So when do we say what we mean, and mean what we say? It seems we already did place a limit on our concern for “the peoples”, when we set forth, in Article 2.7, that “nothing in the present Charter shall authorize the United Nations to intervene in matters which are essentially within the domestic jurisdiction of any state …”. And that we really meant, and that holds true to this day: this is the norm for international relations and for the operation of the United Nations.

The bare fact is that the U.N., and most regional organizations, are not yet prepared to move beyond an innate and overriding concern for the sovereignty of member states. Weight is added to this reluctance to intervene internally in the affairs of states by a traditional and equally weighted concern for consent, especially of the “hosts”, to a peace operation or an intervention of any kind. Indeed, the issues of consent, domestic jurisdiction and sovereignty have fused into an almost immutable inertia of rest. This tendency to inaction is exacerbated by another tradition, which is that international and regional organizations do not criticize their members. Madeleine Albright has written that the response of the Burmese government to the tragedy of Cyclone Nargis, and the world’s apparent acceptance of the Burmese rulers’ failure to protect their own people, “illustrates three grim realities today: totalitarian governments are alive and well; their neighbours are reluctant to pressure them to change[7]; and the notion of national sovereignty as sacred is gaining ground …” Two centuries ago Dr Johnson said that, “Patriotism is the last refuge of a scoundrel”. Today we might update that by saying that “Sovereignty is the last refuge of government by scoundrels.”

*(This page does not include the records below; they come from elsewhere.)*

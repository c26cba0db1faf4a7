//! The Ask pipeline: prompt in, normalized records out.
//!
//! Stages run strictly in order and the first failure ends the call. A
//! caller-supplied [`CancelSignal`] is checked between stages; nothing inside
//! a stage is interrupted.

use serde::Serialize;
use serde_json::{json, Value};
use std::fmt;
use std::sync::atomic::{AtomicBool, Ordering};
use std::sync::Arc;
use std::time::Duration;
use thiserror::Error;
use tracing::Instrument;
use uuid::Uuid;

use crate::models::{
    rows_affected_record, AskOutcome, DocumentOperation, DocumentQuery, GenerationRequest,
    ResultRecord, StoreDescriptor, StoreKind,
};
use crate::services::database::{DocumentAdapter, RelationalAdapter};
use crate::services::llm_service::GenerationBackend;
use crate::services::response_cleaner::{clean_document, clean_sql};
use crate::services::router::{RouteError, StoreRouter};
use crate::services::schema_cache::SchemaCache;
use crate::services::schema_service::{render_aggregated_schema, SchemaAccessor};
use crate::services::store_registry::StoreRegistry;
use crate::validation::{is_read_statement, QueryValidator, ValidationError};

/// Pipeline stage boundaries, in execution order
#[derive(Debug, Clone, Copy, PartialEq, Eq, Serialize)]
#[serde(rename_all = "lowercase")]
pub enum AskStage {
    Input,
    Route,
    Generate,
    Clean,
    Validate,
    Resolve,
    Execute,
}

impl AskStage {
    pub fn as_str(&self) -> &'static str {
        match self {
            AskStage::Input => "input",
            AskStage::Route => "route",
            AskStage::Generate => "generate",
            AskStage::Clean => "clean",
            AskStage::Validate => "validate",
            AskStage::Resolve => "resolve",
            AskStage::Execute => "execute",
        }
    }
}

impl fmt::Display for AskStage {
    fn fmt(&self, f: &mut fmt::Formatter<'_>) -> fmt::Result {
        f.write_str(self.as_str())
    }
}

#[derive(Debug, Error)]
pub enum AskError {
    #[error("Prompt is empty")]
    EmptyInput,

    #[error("No schema is available; introspect the registered stores first")]
    SchemaNotReady,

    #[error(transparent)]
    Route(#[from] RouteError),

    #[error("Generation failed for store {store}: {message}")]
    GenerationFailed { store: String, message: String },

    #[error("Validation failed for store {store}: {source}")]
    ValidationFailed {
        store: String,
        #[source]
        source: ValidationError,
    },

    #[error("Could not resolve a collection for store {store}")]
    CollectionUnresolved { store: String },

    #[error("Execution failed on store {store}: {message}")]
    ExecutionFailed { store: String, message: String },

    #[error("Ask cancelled before the {stage} stage")]
    Cancelled { stage: AskStage },
}

/// Cooperative cancellation flag shared between a caller and one Ask call
#[derive(Debug, Clone, Default)]
pub struct CancelSignal(Arc<AtomicBool>);

impl CancelSignal {
    pub fn new() -> Self {
        Self::default()
    }

    pub fn cancel(&self) {
        self.0.store(true, Ordering::SeqCst);
    }

    pub fn is_cancelled(&self) -> bool {
        self.0.load(Ordering::SeqCst)
    }

    fn check(&self, stage: AskStage) -> Result<(), AskError> {
        if self.is_cancelled() {
            tracing::info!("Ask cancelled before {} stage", stage);
            return Err(AskError::Cancelled { stage });
        }
        Ok(())
    }
}

/// Best-guess collection for a document store: the line of its schema with
/// the most keyword substring hits, up to the first `(`.
pub fn guess_collection(schema: &str, keywords: &[String]) -> Option<String> {
    let mut best: Option<(&str, usize)> = None;
    for line in schema.lines().filter(|line| !line.trim().is_empty()) {
        let lowered = line.to_lowercase();
        let score = keywords.iter().filter(|k| lowered.contains(k.as_str())).count();
        if score > best.map_or(0, |(_, top)| top) {
            best = Some((line, score));
        }
    }

    best.map(|(line, _)| line.split('(').next().unwrap_or(line).trim().to_string())
        .filter(|name| !name.is_empty())
}

/// Orchestrates routing, generation, cleaning, validation and execution
pub struct AskPipeline {
    cache: Arc<SchemaCache>,
    router: StoreRouter,
    validator: QueryValidator,
    relational: Arc<dyn RelationalAdapter>,
    document: Arc<dyn DocumentAdapter>,
}

impl AskPipeline {
    pub fn new(
        registry: Arc<StoreRegistry>,
        cache: Arc<SchemaCache>,
        schemas: Arc<dyn SchemaAccessor>,
        relational: Arc<dyn RelationalAdapter>,
        document: Arc<dyn DocumentAdapter>,
    ) -> Self {
        Self {
            cache,
            router: StoreRouter::new(registry, schemas),
            validator: QueryValidator::default(),
            relational,
            document,
        }
    }

    pub fn with_validator(mut self, validator: QueryValidator) -> Self {
        self.validator = validator;
        self
    }

    pub fn with_route_timeout(mut self, timeout: Duration) -> Self {
        self.router = self.router.with_timeout(timeout);
        self
    }

    pub fn router(&self) -> &StoreRouter {
        &self.router
    }

    /// Answer a prompt with the records produced by the routed store
    pub async fn ask(
        &self,
        prompt: &str,
        backend: &dyn GenerationBackend,
    ) -> Result<Vec<ResultRecord>, AskError> {
        Ok(self.run(prompt, backend, &CancelSignal::new()).await?.rows)
    }

    pub async fn ask_with_cancel(
        &self,
        prompt: &str,
        backend: &dyn GenerationBackend,
        cancel: &CancelSignal,
    ) -> Result<Vec<ResultRecord>, AskError> {
        Ok(self.run(prompt, backend, cancel).await?.rows)
    }

    /// Full pipeline run, also reporting the store and the executed query
    pub async fn run(
        &self,
        prompt: &str,
        backend: &dyn GenerationBackend,
        cancel: &CancelSignal,
    ) -> Result<AskOutcome, AskError> {
        let request_id = Uuid::new_v4();
        let span = tracing::info_span!("ask", request_id = %request_id);
        self.run_stages(prompt, backend, cancel).instrument(span).await
    }

    async fn run_stages(
        &self,
        prompt: &str,
        backend: &dyn GenerationBackend,
        cancel: &CancelSignal,
    ) -> Result<AskOutcome, AskError> {
        cancel.check(AskStage::Input)?;
        if prompt.trim().is_empty() {
            return Err(AskError::EmptyInput);
        }
        let schema = render_aggregated_schema(&self.cache);
        if schema.is_empty() {
            return Err(AskError::SchemaNotReady);
        }

        cancel.check(AskStage::Route)?;
        let decision = self.router.route_with_details(prompt).await?;
        let store = decision.store;

        cancel.check(AskStage::Generate)?;
        let guess = match store.kind {
            StoreKind::Document => self.guess_collection(&store.name, &decision.keywords),
            StoreKind::Relational => None,
        };
        let mut request = GenerationRequest::new(prompt, schema, store.kind);
        if let Some(collection) = &guess {
            request = request.with_extension("collection", collection.as_str());
        }

        let generated = backend
            .generate(&request)
            .await
            .map_err(|e| AskError::GenerationFailed {
                store: store.name.clone(),
                message: format!("{:#}", e),
            })?;
        tracing::debug!("{} produced: {}", generated.backend, generated.text);

        cancel.check(AskStage::Clean)?;
        let cleaned = match store.kind {
            StoreKind::Relational => clean_sql(&generated.text),
            StoreKind::Document => clean_document(&generated.text),
        };

        let rows = match store.kind {
            StoreKind::Relational => self.execute_relational(&store, &cleaned, cancel).await?,
            StoreKind::Document => {
                self.execute_document(&store, &cleaned, guess.as_deref(), cancel)
                    .await?
            }
        };

        tracing::info!("Ask on store {} returned {} records", store.name, rows.len());
        Ok(AskOutcome {
            store: store.name,
            kind: store.kind,
            query: cleaned,
            rows,
        })
    }

    fn guess_collection(&self, store: &str, keywords: &[String]) -> Option<String> {
        let schema = self.cache.get(store)?;
        let guess = guess_collection(&schema, keywords);
        tracing::debug!("Collection guess for {}: {:?}", store, guess);
        guess
    }

    async fn execute_relational(
        &self,
        store: &StoreDescriptor,
        sql: &str,
        cancel: &CancelSignal,
    ) -> Result<Vec<ResultRecord>, AskError> {
        cancel.check(AskStage::Validate)?;
        self.validator
            .validate_sql(sql)
            .map_err(|source| validation_failed(store, source))?;

        cancel.check(AskStage::Execute)?;
        let result = if is_read_statement(sql) {
            self.relational.read(&store.name, sql).await
        } else {
            self.relational
                .write(&store.name, sql)
                .await
                .map(|count| vec![rows_affected_record(count)])
        };
        result.map_err(|e| execution_failed(store, e))
    }

    async fn execute_document(
        &self,
        store: &StoreDescriptor,
        payload: &str,
        guess: Option<&str>,
        cancel: &CancelSignal,
    ) -> Result<Vec<ResultRecord>, AskError> {
        cancel.check(AskStage::Validate)?;
        if payload.trim().is_empty() {
            return Err(validation_failed(store, ValidationError::EmptyQuery));
        }
        let mut envelope: Value = serde_json::from_str(payload)
            .map_err(|e| validation_failed(store, ValidationError::InvalidJson(e.to_string())))?;

        // An omitted collection takes the pre-resolved guess before validation
        if let Value::Object(fields) = &mut envelope {
            let missing = match fields.get("collection") {
                None | Some(Value::Null) => true,
                Some(Value::String(name)) => name.trim().is_empty(),
                Some(_) => false,
            };
            if missing {
                let collection = guess.ok_or_else(|| AskError::CollectionUnresolved {
                    store: store.name.clone(),
                })?;
                tracing::debug!("Using guessed collection {} for store {}", collection, store.name);
                fields.insert("collection".to_string(), json!(collection));
            }
        }
        self.validator
            .validate_document(&envelope)
            .map_err(|source| validation_failed(store, source))?;

        cancel.check(AskStage::Resolve)?;
        let query: DocumentQuery = serde_json::from_value(envelope)
            .map_err(|e| validation_failed(store, ValidationError::InvalidJson(e.to_string())))?;

        cancel.check(AskStage::Execute)?;
        let database = store.database_name();
        let collection = query.collection.as_str();
        let empty = json!({});
        let filter = query.filter.as_ref().unwrap_or(&empty);

        let result = match query.operation {
            DocumentOperation::Find => {
                self.document
                    .find(&store.name, database, collection, filter)
                    .await
            }
            DocumentOperation::Insert => {
                let document = query.document.as_ref().unwrap_or(&empty);
                self.document
                    .insert(&store.name, database, collection, document)
                    .await
            }
            DocumentOperation::Update => {
                let update = query.update.as_ref().unwrap_or(&empty);
                self.document
                    .update(&store.name, database, collection, filter, update)
                    .await
            }
            DocumentOperation::Delete => {
                self.document
                    .delete(&store.name, database, collection, filter)
                    .await
            }
            DocumentOperation::Aggregate => {
                let pipeline = query.pipeline.as_deref().unwrap_or_default();
                self.document
                    .aggregate(&store.name, database, collection, pipeline)
                    .await
            }
        };
        result.map_err(|e| execution_failed(store, e))
    }
}

fn validation_failed(store: &StoreDescriptor, source: ValidationError) -> AskError {
    tracing::warn!("Rejected query for store {}: {}", store.name, source);
    AskError::ValidationFailed {
        store: store.name.clone(),
        source,
    }
}

fn execution_failed(store: &StoreDescriptor, error: anyhow::Error) -> AskError {
    tracing::error!("Execution failed on store {}: {:#}", store.name, error);
    AskError::ExecutionFailed {
        store: store.name.clone(),
        message: format!("{:#}", error),
    }
}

I want here to digress briefly to express my admiration for the R2P report – the Commissioners have done a bold and a fine thing in writing it, and I am very proud that it was from the outset a Canadian government initiative – governments generally do all too little for us to admire. In the same manner, I greatly admire the Charter of the U.N., and especially the U.D.H.R. I think the Brahimi Report of fundamental importance, and the most important thing I have read on peacekeeping since the Charter. But I have in my introduction modified the term “policy” with terms such as “ostensible” and “apparent”; I am under no illusions that official papers and statements necessarily constitute operational policy, nor is the UN visibly inspired by any of them to action – not words, of which there are plenty – but action which might get the undivided attention of this seriously divided world. Resolutions often do not equal resolve.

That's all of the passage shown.